Whenever a line in the data below includes the string "identifier", copy it out.

Data records ::
++++++++++++++++++++

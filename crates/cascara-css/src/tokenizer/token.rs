//! CSS2 token types per [CSS 2.1 § G.2 Lexical scanner](https://www.w3.org/TR/CSS2/grammar.html#scanner).
//!
//! Unlike the CSS Syntax Level 3 token set, the CSS2 scanner classifies
//! dimensions by unit family and gives the at-rules and `!important` their own
//! tokens. Every token keeps the exact source text it was scanned from.

use core::fmt;

use serde::Serialize;
use strum_macros::Display;

/// [§ G.2 Lexical scanner](https://www.w3.org/TR/CSS2/grammar.html#scanner)
///
/// The closed set of token kinds the grammar dispatches on.
#[derive(Debug, Clone, Copy, PartialEq, Eq, Hash, Display, Serialize)]
pub enum TokenKind {
    /// `S`: "[ \t\r\n\f]+"
    S,
    /// `CDO`: "<!--"
    Cdo,
    /// `CDC`: "-->"
    Cdc,
    /// `INCLUDES`: "~="
    Includes,
    /// `DASHMATCH`: "|="
    DashMatch,
    /// `STRING`: a quoted string, quotes included in the token text.
    String,
    /// `INVALID`: a string that hit a newline before its closing quote.
    Invalid,
    /// `IDENT`
    Ident,
    /// `HASH`: "#" followed by a name.
    Hash,
    /// `IMPORT_SYM`: "@import"
    ImportSym,
    /// `PAGE_SYM`: "@page"
    PageSym,
    /// `MEDIA_SYM`: "@media"
    MediaSym,
    /// `CHARSET_SYM`: "@charset"
    CharsetSym,
    /// `ATKEYWORD`: any other "@" followed by an identifier.
    AtKeyword,
    /// `IMPORTANT_SYM`: "!" followed by optional whitespace and "important".
    ImportantSym,
    /// `EMS`: a number with the `em` unit.
    Ems,
    /// `EXS`: a number with the `ex` unit.
    Exs,
    /// `LENGTH`: a number with one of `px cm mm in pt pc`.
    Length,
    /// `ANGLE`: a number with one of `deg rad grad`.
    Angle,
    /// `TIME`: a number with one of `ms s`.
    Time,
    /// `FREQ`: a number with one of `hz khz`.
    Freq,
    /// `DIMENSION`: a number with any other unit.
    Dimension,
    /// `PERCENTAGE`: a number followed by "%".
    Percentage,
    /// `NUMBER`: an unsigned integer or decimal.
    Number,
    /// `URI`: "url(" ... ")", wrapper included in the token text.
    Uri,
    /// `FUNCTION`: an identifier immediately followed by "(".
    Function,
    /// "{"
    LBrace,
    /// "}"
    RBrace,
    /// "["
    LBracket,
    /// "]"
    RBracket,
    /// "("
    LParen,
    /// ")"
    RParen,
    /// ":"
    Colon,
    /// ";"
    Semicolon,
    /// ","
    Comma,
    /// "."
    Dot,
    /// "*"
    Star,
    /// "+"
    Plus,
    /// ">"
    Greater,
    /// "-"
    Minus,
    /// "/"
    Slash,
    /// "="
    Equals,
    /// Any other single character.
    Delim,
    /// End of input. Always the last token of a scan.
    Eof,
}

/// A classified lexical unit.
///
/// `start_row` and `start_col` are 1-based and count characters, not bytes.
#[derive(Debug, Clone, PartialEq, Eq, Serialize)]
pub struct Token {
    /// The token's kind tag.
    pub kind: TokenKind,
    /// The exact source text of the token.
    pub value: String,
    /// Line of the token's first character.
    pub start_row: usize,
    /// Column of the token's first character.
    pub start_col: usize,
}

impl Token {
    /// Create a token.
    #[must_use]
    pub fn new(kind: TokenKind, value: impl Into<String>, start_row: usize, start_col: usize) -> Self {
        Self {
            kind,
            value: value.into(),
            start_row,
            start_col,
        }
    }

    /// Returns true if this is the end-of-input token.
    #[must_use]
    pub const fn is_eof(&self) -> bool {
        matches!(self.kind, TokenKind::Eof)
    }

    /// The token text with one layer of matching quotes removed.
    ///
    /// Used for `STRING` tokens, whose text keeps the delimiters.
    #[must_use]
    pub fn unquoted(&self) -> &str {
        strip_quotes(&self.value)
    }
}

impl fmt::Display for Token {
    fn fmt(&self, f: &mut fmt::Formatter<'_>) -> fmt::Result {
        write!(
            f,
            "<{}:{:?} @{}:{}>",
            self.kind, self.value, self.start_row, self.start_col
        )
    }
}

/// Remove one layer of matching `"` or `'` quotes, if present.
#[must_use]
pub fn strip_quotes(text: &str) -> &str {
    for quote in ['"', '\''] {
        if let Some(inner) = text
            .strip_prefix(quote)
            .and_then(|rest| rest.strip_suffix(quote))
        {
            return inner;
        }
    }
    // Unterminated string at EOF: only the opening quote is present.
    text.strip_prefix(['"', '\'']).unwrap_or(text)
}
impl CssTokenizer {
    /// Create a new tokenizer for the given input.
    pub fn new(input: impl Into<String>) -> Self {
        let input: Vec<char> = input.into().chars().collect();
        let line_starts = compute_line_starts(&input);
        Self {
            input,
            line_starts,
            position: 0,
            tokens: Vec::new(),
        }
    }

    /// Scan the entire input.
    pub fn run(&mut self) {
        loop {
            let token = self.consume_token();
            let is_eof = token.is_eof();
            self.tokens.push(token);
            if is_eof {
                break;
            }
        }
    }

    /// Return the collected tokens.
    pub fn into_tokens(self) -> Vec<Token> {
        self.tokens
    }

    fn consume_token(&mut self) -> Token {
        // "COMMENT tokens do not occur in the grammar (to keep it readable),
        // but any number of these tokens may appear anywhere outside other tokens."
        self.consume_comments();

        let start = self.position;
        let Some(c) = self.consume() else {
            return self.make_token(TokenKind::Eof, start);
        };

        let kind = match c {
            c if is_whitespace(c) => {
                self.consume_whitespace();
                TokenKind::S
            }

            '"' | '\'' => self.consume_string(c, start),

            '#' => {
                if self.peek().is_some_and(is_name_char) || self.starts_with_escape(0) {
                    let _ = self.consume_name();
                    TokenKind::Hash
                } else {
                    TokenKind::Delim
                }
            }

            '(' => TokenKind::LParen,
            ')' => TokenKind::RParen,
            '[' => TokenKind::LBracket,
            ']' => TokenKind::RBracket,
            '{' => TokenKind::LBrace,
            '}' => TokenKind::RBrace,
            ':' => TokenKind::Colon,
            ';' => TokenKind::Semicolon,
            ',' => TokenKind::Comma,
            '*' => TokenKind::Star,
            '>' => TokenKind::Greater,
            '/' => TokenKind::Slash,
            '=' => TokenKind::Equals,
            '+' => TokenKind::Plus,

            '-' => {
                if self.peek() == Some('-') && self.peek_at(1) == Some('>') {
                    self.advance(2);
                    TokenKind::Cdc
                } else if self.peek().is_some_and(is_name_start) || self.starts_with_escape(0) {
                    // "ident -?{nmstart}{nmchar}*"
                    self.consume_ident_like(start)
                } else {
                    TokenKind::Minus
                }
            }

            '.' => {
                if self.peek().is_some_and(|c| c.is_ascii_digit()) {
                    self.reconsume();
                    self.consume_numeric()
                } else {
                    TokenKind::Dot
                }
            }

            '<' => {
                if self.peek() == Some('!')
                    && self.peek_at(1) == Some('-')
                    && self.peek_at(2) == Some('-')
                {
                    self.advance(3);
                    TokenKind::Cdo
                } else {
                    TokenKind::Delim
                }
            }

            '@' => {
                if self.would_start_ident() {
                    let name = self.consume_name();
                    at_keyword_kind(&name)
                } else {
                    TokenKind::Delim
                }
            }

            // "!{w}important"
            '!' => {
                if let Some(len) = self.important_length() {
                    self.advance(len);
                    TokenKind::ImportantSym
                } else {
                    TokenKind::Delim
                }
            }

            '~' if self.peek() == Some('=') => {
                self.advance(1);
                TokenKind::Includes
            }

            '|' if self.peek() == Some('=') => {
                self.advance(1);
                TokenKind::DashMatch
            }

            '\\' => {
                if self.starts_with_escape(-1) {
                    self.reconsume();
                    self.consume_ident_like(start)
                } else {
                    TokenKind::Delim
                }
            }

            c if c.is_ascii_digit() => {
                self.reconsume();
                self.consume_numeric()
            }

            c if is_name_start(c) => {
                self.reconsume();
                self.consume_ident_like(start)
            }

            _ => TokenKind::Delim,
        };

        self.make_token(kind, start)
    }

    /// Build a token spanning `start..self.position`.
    fn make_token(&self, kind: TokenKind, start: usize) -> Token {
        let (row, col) = self.row_col(start);
        let value: String = self.input[start..self.position].iter().collect();
        Token::new(kind, value, row, col)
    }

    /// "\/\*[^*]*\*+([^/*][^*]*\*+)*\/"
    fn consume_comments(&mut self) {
        while self.peek() == Some('/') && self.peek_at(1) == Some('*') {
            let start = self.position;
            self.advance(2);

            loop {
                match self.consume() {
                    Some('*') if self.peek() == Some('/') => {
                        self.advance(1);
                        break;
                    }
                    Some(_) => {}
                    None => {
                        let (row, col) = self.row_col(start);
                        warn_once(
                            "CSS",
                            &format!("unterminated comment at line {row}, char {col}"),
                        );
                        break;
                    }
                }
            }
        }
    }

    fn consume_whitespace(&mut self) {
        while self.peek().is_some_and(is_whitespace) {
            self.advance(1);
        }
    }

    /// "string1 \"([^\n\r\f\\"]|\\{nl}|{escape})*\"" and its single-quoted twin.
    ///
    /// A newline before the closing quote yields `INVALID` and is left unconsumed.
    fn consume_string(&mut self, quote: char, start: usize) -> TokenKind {
        loop {
            match self.peek() {
                Some(c) if c == quote => {
                    self.advance(1);
                    return TokenKind::String;
                }
                None => {
                    let (row, col) = self.row_col(start);
                    warn_once(
                        "CSS",
                        &format!("unterminated string at line {row}, char {col}"),
                    );
                    return TokenKind::String;
                }
                Some(c) if is_newline(c) => {
                    let (row, col) = self.row_col(start);
                    warn_once(
                        "CSS",
                        &format!("string broken by a newline at line {row}, char {col}"),
                    );
                    return TokenKind::Invalid;
                }
                Some('\\') => {
                    self.advance(1);
                    match self.peek() {
                        None => {}
                        // "\\{nl}" continues the string on the next line.
                        Some('\r') if self.peek_at(1) == Some('\n') => self.advance(2),
                        Some(c) if is_newline(c) => self.advance(1),
                        Some(_) => self.consume_escape(),
                    }
                }
                Some(_) => self.advance(1),
            }
        }
    }

    /// "num [0-9]+|[0-9]*\.[0-9]+", then an optional unit or "%".
    fn consume_numeric(&mut self) -> TokenKind {
        while self.peek().is_some_and(|c| c.is_ascii_digit()) {
            self.advance(1);
        }
        if self.peek() == Some('.') && self.peek_at(1).is_some_and(|c| c.is_ascii_digit()) {
            self.advance(1);
            while self.peek().is_some_and(|c| c.is_ascii_digit()) {
                self.advance(1);
            }
        }

        if self.would_start_ident() {
            let unit = self.consume_name();
            unit_kind(&unit)
        } else if self.peek() == Some('%') {
            self.advance(1);
            TokenKind::Percentage
        } else {
            TokenKind::Number
        }
    }

    /// An identifier, a function name, or a `url(...)` token.
    fn consume_ident_like(&mut self, start: usize) -> TokenKind {
        // A leading '-' was already consumed by the caller.
        let name = self.consume_name();
        let is_url = self.position - start == 3 && name.eq_ignore_ascii_case("url");

        if is_url && self.peek() == Some('(') {
            if let Some(end) = self.scan_uri(self.position) {
                self.position = end;
                return TokenKind::Uri;
            }
        }

        if self.peek() == Some('(') {
            self.advance(1);
            TokenKind::Function
        } else {
            TokenKind::Ident
        }
    }

    /// "url\({w}{string}{w}\)|url\({w}([!#$%&*-~]|{nonascii}|{escape})*{w}\)"
    ///
    /// `open` is the index of the '('. Returns the index just past the ')'
    /// without moving the cursor, or `None` if this is not a well-formed URI.
    fn scan_uri(&self, open: usize) -> Option<usize> {
        let mut i = self.skip_whitespace_from(open + 1);

        match self.input.get(i).copied() {
            Some(quote @ ('"' | '\'')) => {
                i += 1;
                loop {
                    match self.input.get(i).copied() {
                        Some(c) if c == quote => {
                            i += 1;
                            break;
                        }
                        Some('\\') => i += 2,
                        Some(c) if !is_newline(c) => i += 1,
                        _ => return None,
                    }
                }
            }
            _ => {
                while let Some(c) = self.input.get(i).copied() {
                    if c == ')' || is_whitespace(c) || matches!(c, '"' | '\'' | '(') {
                        break;
                    }
                    i += if c == '\\' { 2 } else { 1 };
                }
            }
        }

        i = self.skip_whitespace_from(i);
        (self.input.get(i) == Some(&')')).then_some(i + 1)
    }

    fn skip_whitespace_from(&self, mut i: usize) -> usize {
        while self.input.get(i).copied().is_some_and(is_whitespace) {
            i += 1;
        }
        i
    }

    /// "name {nmchar}+"
    fn consume_name(&mut self) -> String {
        let mut name = String::new();
        loop {
            match self.peek() {
                Some(c) if is_name_char(c) => {
                    name.push(c);
                    self.advance(1);
                }
                Some('\\') if self.starts_with_escape(0) => {
                    let from = self.position;
                    self.advance(1);
                    self.consume_escape();
                    name.extend(&self.input[from..self.position]);
                }
                _ => return name,
            }
        }
    }

    /// "escape {unicode}|\\[^\n\r\f0-9a-f]", with the backslash already consumed.
    fn consume_escape(&mut self) {
        if self.peek().is_some_and(|c| c.is_ascii_hexdigit()) {
            let mut digits = 0;
            while digits < 6 && self.peek().is_some_and(|c| c.is_ascii_hexdigit()) {
                self.advance(1);
                digits += 1;
            }
            // "unicode \\[0-9a-f]{1,6}(\r\n|[ \n\r\t\f])?"
            if self.peek() == Some('\r') && self.peek_at(1) == Some('\n') {
                self.advance(2);
            } else if self.peek().is_some_and(is_whitespace) {
                self.advance(1);
            }
        } else if self.peek().is_some() {
            self.advance(1);
        }
    }

    /// Length of "!{w}important" starting at the '!' just consumed, minus the '!'.
    fn important_length(&self) -> Option<usize> {
        let mut i = self.position;
        loop {
            match self.input.get(i).copied() {
                Some(c) if is_whitespace(c) => i += 1,
                Some('/') if self.input.get(i + 1) == Some(&'*') => {
                    i += 2;
                    while i < self.input.len()
                        && !(self.input[i] == '*' && self.input.get(i + 1) == Some(&'/'))
                    {
                        i += 1;
                    }
                    i += 2;
                }
                _ => break,
            }
        }

        let keyword = "important";
        let end = i + keyword.len();
        let matches = end <= self.input.len()
            && self.input[i..end]
                .iter()
                .zip(keyword.chars())
                .all(|(a, b)| a.eq_ignore_ascii_case(&b));
        let followed_by_name = self.input.get(end).copied().is_some_and(is_name_char);

        (matches && !followed_by_name).then(|| end - self.position)
    }

    /// Whether the next characters begin an identifier (`-?{nmstart}`).
    fn would_start_ident(&self) -> bool {
        match self.peek() {
            Some('-') => {
                self.peek_at(1).is_some_and(is_name_start) || self.starts_with_escape(1)
            }
            Some(c) if is_name_start(c) => true,
            Some('\\') => self.starts_with_escape(0),
            _ => false,
        }
    }

    /// Whether the character at `offset` from the cursor is a backslash that
    /// begins a valid escape.
    fn starts_with_escape(&self, offset: isize) -> bool {
        let Some(at) = self.position.checked_add_signed(offset) else {
            return false;
        };
        self.input.get(at) == Some(&'\\')
            && self.input.get(at + 1).is_some_and(|&c| !is_newline(c))
    }

    fn row_col(&self, index: usize) -> (usize, usize) {
        let line = self.line_starts.partition_point(|&start| start <= index);
        (line, index - self.line_starts[line - 1] + 1)
    }

    fn consume(&mut self) -> Option<char> {
        let c = self.peek()?;
        self.position += 1;
        Some(c)
    }

    fn advance(&mut self, count: usize) {
        self.position = (self.position + count).min(self.input.len());
    }

    fn reconsume(&mut self) {
        self.position = self.position.saturating_sub(1);
    }

    fn peek(&self) -> Option<char> {
        self.peek_at(0)
    }

    fn peek_at(&self, offset: usize) -> Option<char> {
        self.input.get(self.position + offset).copied()
    }
}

++++++++++++++++++++

Result for this task ::
    /// `ATKEYWORD`: any other "@" followed by an identifier.
    /// `FUNCTION`: an identifier immediately followed by "(".
    /// An identifier, a function name, or a `url(...)` token.
    /// Whether the next characters begin an identifier (`-?{nmstart}`).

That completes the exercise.